■ Records shown ■
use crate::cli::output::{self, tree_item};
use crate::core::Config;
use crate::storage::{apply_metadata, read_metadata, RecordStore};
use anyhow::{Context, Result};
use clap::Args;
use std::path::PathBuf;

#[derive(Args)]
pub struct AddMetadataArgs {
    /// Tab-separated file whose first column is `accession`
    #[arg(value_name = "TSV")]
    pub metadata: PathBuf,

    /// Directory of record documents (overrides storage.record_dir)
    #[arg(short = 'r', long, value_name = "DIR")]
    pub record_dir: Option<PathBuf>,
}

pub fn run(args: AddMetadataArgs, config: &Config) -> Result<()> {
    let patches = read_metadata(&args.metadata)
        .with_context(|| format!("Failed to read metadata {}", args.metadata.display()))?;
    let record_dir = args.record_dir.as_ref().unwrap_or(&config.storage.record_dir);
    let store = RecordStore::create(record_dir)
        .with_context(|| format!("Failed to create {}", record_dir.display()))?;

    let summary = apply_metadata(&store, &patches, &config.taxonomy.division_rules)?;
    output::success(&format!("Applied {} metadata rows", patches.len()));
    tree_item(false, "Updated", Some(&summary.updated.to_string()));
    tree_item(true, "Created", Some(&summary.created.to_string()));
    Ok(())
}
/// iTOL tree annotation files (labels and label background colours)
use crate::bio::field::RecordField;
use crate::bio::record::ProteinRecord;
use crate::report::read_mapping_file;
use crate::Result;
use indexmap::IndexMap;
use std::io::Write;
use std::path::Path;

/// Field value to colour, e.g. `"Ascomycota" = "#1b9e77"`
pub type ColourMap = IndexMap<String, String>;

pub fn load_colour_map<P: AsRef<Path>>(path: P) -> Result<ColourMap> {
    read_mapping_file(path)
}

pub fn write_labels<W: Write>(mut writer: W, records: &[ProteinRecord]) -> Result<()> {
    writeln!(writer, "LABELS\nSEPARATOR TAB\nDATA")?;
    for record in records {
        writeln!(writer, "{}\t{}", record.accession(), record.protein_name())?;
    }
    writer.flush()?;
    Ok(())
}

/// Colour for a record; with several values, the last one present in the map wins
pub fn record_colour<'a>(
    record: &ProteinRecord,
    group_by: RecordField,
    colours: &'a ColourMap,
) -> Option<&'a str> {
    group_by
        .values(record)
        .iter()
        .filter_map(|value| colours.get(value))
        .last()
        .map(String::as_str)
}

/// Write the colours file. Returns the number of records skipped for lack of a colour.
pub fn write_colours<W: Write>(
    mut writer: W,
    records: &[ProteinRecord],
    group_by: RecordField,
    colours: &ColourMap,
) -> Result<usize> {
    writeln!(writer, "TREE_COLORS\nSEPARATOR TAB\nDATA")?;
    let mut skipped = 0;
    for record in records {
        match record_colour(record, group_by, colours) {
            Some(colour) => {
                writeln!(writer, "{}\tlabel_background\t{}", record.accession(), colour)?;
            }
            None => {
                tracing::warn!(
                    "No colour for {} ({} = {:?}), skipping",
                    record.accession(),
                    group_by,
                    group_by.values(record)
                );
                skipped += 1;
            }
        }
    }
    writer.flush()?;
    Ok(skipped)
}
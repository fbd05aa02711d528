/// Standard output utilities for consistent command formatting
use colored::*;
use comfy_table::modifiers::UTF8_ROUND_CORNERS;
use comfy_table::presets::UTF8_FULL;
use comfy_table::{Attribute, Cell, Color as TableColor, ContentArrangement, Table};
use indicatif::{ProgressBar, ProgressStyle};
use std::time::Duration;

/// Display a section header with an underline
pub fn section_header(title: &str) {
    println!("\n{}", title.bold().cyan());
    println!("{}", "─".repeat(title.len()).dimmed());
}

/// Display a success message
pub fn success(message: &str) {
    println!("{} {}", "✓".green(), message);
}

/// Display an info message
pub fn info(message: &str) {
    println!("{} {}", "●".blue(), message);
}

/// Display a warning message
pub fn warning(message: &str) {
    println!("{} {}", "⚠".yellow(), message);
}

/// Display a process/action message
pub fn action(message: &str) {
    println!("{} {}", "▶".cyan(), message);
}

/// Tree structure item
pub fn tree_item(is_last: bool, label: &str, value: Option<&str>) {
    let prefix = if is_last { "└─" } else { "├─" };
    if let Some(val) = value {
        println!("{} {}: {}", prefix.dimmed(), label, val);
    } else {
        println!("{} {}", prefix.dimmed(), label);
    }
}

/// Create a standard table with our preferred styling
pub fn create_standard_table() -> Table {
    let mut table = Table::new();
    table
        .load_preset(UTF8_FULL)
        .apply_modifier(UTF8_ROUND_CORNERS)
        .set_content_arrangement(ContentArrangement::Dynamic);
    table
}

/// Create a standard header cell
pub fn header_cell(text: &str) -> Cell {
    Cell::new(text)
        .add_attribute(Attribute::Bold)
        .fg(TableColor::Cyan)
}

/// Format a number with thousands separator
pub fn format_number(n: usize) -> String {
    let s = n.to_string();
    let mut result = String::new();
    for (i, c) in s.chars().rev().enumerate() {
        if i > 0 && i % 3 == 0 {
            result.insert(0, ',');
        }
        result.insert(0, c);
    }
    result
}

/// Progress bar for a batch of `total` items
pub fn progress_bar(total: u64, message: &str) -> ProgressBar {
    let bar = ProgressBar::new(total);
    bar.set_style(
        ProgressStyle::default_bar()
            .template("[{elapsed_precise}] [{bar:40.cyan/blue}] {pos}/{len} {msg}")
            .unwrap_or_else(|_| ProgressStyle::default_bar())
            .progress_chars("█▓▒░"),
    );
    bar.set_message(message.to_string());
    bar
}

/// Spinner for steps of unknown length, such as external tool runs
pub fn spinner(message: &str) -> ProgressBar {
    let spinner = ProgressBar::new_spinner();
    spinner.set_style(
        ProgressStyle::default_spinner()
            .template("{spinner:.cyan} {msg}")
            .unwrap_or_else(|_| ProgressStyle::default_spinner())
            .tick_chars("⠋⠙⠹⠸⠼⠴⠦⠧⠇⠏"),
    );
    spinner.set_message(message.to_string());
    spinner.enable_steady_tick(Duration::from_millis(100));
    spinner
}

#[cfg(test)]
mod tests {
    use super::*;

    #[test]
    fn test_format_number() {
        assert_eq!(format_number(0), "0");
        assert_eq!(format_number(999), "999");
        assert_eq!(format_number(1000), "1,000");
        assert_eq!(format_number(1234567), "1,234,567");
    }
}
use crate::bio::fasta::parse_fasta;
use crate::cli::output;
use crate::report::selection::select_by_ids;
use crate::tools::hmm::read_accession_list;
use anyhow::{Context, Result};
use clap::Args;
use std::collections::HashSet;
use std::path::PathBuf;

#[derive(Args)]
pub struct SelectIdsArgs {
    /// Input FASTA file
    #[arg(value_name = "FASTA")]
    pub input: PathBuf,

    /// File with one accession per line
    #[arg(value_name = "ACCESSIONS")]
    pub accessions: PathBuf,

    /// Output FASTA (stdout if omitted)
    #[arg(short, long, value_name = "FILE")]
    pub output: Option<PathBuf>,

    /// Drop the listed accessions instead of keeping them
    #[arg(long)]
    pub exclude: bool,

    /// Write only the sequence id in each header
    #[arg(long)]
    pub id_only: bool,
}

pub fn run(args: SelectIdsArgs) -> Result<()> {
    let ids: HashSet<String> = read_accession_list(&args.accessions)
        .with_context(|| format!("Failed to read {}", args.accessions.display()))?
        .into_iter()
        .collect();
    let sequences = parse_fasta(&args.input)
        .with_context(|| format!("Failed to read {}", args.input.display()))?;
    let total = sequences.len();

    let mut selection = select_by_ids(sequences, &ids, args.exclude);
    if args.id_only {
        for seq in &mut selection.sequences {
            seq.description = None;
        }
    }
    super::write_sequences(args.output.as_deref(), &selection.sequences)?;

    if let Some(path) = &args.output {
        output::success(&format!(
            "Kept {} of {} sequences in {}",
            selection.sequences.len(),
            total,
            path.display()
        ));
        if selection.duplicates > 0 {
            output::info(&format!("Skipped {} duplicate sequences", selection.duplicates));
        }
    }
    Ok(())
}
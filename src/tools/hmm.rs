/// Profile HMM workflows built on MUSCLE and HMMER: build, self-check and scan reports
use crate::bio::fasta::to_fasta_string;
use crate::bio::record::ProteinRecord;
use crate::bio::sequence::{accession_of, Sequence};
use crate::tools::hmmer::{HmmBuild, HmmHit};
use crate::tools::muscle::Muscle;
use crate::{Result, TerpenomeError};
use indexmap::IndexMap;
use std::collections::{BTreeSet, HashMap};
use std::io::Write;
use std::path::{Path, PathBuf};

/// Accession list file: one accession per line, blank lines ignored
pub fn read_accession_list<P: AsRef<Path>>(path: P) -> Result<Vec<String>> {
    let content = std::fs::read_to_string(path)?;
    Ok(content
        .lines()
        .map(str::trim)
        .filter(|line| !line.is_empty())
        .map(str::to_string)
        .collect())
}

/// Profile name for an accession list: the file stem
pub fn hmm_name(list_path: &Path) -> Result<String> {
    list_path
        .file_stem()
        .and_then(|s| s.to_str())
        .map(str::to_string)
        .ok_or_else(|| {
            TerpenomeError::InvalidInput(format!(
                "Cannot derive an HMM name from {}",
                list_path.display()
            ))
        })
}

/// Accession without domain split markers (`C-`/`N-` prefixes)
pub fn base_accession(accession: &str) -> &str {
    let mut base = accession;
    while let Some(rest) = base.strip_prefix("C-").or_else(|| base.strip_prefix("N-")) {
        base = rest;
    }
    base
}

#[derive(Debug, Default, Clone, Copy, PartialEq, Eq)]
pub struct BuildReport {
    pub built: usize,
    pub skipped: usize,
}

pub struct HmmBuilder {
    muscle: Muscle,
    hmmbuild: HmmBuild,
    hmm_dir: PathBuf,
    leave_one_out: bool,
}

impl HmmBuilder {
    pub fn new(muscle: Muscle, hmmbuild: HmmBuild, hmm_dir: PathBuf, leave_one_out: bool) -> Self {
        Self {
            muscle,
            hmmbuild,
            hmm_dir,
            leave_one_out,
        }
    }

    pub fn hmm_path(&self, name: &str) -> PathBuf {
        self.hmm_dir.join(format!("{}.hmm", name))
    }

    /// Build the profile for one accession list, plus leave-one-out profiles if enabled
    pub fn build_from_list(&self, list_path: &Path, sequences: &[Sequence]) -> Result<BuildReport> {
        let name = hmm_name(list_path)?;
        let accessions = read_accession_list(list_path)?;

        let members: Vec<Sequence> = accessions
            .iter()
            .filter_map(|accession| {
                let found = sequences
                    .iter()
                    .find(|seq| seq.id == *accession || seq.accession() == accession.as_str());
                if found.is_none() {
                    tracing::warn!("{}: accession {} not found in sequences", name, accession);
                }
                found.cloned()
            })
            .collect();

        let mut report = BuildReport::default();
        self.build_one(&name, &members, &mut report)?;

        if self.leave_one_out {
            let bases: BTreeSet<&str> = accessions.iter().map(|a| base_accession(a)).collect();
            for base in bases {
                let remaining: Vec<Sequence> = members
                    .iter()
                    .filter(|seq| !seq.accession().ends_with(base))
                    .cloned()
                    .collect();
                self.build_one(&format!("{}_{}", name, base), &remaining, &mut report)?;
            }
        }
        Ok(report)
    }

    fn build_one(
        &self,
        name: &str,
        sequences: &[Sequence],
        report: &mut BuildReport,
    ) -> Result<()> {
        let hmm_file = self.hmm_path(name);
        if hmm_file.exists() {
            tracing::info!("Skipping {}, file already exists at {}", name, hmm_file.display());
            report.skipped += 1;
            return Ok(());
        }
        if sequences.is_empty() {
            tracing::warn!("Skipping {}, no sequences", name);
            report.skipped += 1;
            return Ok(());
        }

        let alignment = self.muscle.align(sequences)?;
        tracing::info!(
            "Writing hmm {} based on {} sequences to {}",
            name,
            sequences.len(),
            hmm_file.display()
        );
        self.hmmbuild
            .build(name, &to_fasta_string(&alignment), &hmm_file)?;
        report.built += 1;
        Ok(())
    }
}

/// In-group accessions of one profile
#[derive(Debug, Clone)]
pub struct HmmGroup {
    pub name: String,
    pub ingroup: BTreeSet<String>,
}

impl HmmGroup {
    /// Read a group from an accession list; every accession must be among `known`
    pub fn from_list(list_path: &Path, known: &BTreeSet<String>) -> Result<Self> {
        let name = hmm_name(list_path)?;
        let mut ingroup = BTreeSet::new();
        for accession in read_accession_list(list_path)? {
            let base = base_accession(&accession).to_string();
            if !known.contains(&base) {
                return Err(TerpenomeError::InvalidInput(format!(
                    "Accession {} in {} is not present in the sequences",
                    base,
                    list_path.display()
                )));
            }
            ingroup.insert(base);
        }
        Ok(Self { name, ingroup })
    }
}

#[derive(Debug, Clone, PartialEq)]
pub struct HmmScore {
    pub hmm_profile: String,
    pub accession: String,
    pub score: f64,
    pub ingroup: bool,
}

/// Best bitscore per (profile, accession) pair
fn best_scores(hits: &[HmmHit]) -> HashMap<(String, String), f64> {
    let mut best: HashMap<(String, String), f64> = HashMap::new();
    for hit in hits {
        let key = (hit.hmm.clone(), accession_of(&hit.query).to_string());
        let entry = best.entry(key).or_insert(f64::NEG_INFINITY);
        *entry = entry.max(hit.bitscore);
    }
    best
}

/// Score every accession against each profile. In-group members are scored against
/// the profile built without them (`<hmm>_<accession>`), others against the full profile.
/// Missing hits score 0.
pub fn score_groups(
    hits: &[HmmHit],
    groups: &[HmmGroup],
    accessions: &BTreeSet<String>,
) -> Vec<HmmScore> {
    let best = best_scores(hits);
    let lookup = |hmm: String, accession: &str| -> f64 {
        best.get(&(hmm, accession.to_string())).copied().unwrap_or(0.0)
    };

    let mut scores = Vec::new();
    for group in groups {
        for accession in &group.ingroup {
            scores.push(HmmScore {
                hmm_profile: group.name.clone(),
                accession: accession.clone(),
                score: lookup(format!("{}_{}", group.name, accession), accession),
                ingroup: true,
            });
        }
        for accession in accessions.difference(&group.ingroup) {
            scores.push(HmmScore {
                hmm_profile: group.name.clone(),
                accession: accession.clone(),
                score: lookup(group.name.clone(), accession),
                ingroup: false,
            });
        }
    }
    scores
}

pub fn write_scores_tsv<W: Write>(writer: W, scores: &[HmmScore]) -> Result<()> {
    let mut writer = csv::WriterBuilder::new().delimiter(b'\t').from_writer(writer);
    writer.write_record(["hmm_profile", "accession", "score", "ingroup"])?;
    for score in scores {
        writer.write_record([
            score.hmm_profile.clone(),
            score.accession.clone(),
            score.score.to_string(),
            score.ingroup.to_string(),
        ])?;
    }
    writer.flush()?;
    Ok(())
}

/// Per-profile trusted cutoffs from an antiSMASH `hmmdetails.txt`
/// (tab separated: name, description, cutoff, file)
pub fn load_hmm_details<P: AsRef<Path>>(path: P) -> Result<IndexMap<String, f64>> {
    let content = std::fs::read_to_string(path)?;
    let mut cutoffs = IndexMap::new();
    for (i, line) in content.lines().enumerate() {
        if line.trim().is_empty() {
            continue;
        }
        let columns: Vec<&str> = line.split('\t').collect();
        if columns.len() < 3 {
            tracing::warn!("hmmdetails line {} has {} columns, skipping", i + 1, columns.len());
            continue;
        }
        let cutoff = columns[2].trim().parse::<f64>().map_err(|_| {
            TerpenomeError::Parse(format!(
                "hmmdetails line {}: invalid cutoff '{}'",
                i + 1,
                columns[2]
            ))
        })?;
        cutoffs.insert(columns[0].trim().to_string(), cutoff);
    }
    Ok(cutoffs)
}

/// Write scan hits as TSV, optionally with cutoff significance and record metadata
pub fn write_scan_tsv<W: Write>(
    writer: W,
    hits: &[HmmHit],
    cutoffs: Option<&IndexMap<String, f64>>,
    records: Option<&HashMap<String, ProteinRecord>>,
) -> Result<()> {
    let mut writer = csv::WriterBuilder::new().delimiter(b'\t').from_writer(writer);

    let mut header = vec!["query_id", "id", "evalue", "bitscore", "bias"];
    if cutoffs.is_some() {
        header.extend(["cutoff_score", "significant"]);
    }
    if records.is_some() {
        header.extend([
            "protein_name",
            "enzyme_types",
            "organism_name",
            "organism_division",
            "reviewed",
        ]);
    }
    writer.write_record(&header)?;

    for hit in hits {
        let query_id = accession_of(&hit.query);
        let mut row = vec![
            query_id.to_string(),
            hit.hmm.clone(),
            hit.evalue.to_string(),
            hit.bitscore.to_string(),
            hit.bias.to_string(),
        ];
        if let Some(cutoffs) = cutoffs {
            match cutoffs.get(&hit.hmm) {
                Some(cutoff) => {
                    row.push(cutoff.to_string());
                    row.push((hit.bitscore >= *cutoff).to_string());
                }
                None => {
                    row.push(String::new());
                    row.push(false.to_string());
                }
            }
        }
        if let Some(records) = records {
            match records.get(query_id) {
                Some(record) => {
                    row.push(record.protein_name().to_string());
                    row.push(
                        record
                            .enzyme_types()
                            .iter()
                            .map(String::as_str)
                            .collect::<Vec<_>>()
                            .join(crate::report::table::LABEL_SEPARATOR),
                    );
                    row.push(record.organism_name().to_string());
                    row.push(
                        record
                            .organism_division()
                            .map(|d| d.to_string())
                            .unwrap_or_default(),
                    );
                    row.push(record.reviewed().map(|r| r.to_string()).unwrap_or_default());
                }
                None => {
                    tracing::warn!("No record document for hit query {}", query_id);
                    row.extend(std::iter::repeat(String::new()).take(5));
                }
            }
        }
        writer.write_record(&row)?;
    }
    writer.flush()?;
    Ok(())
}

■ Your objective ■
Go through the records above, find each line with the string "lookup", and copy it.

■ Answer for the task ■
    let lookup = |hmm: String, accession: &str| -> f64 {
                score: lookup(format!("{}_{}", group.name, accession), accession),
                score: lookup(group.name.clone(), accession),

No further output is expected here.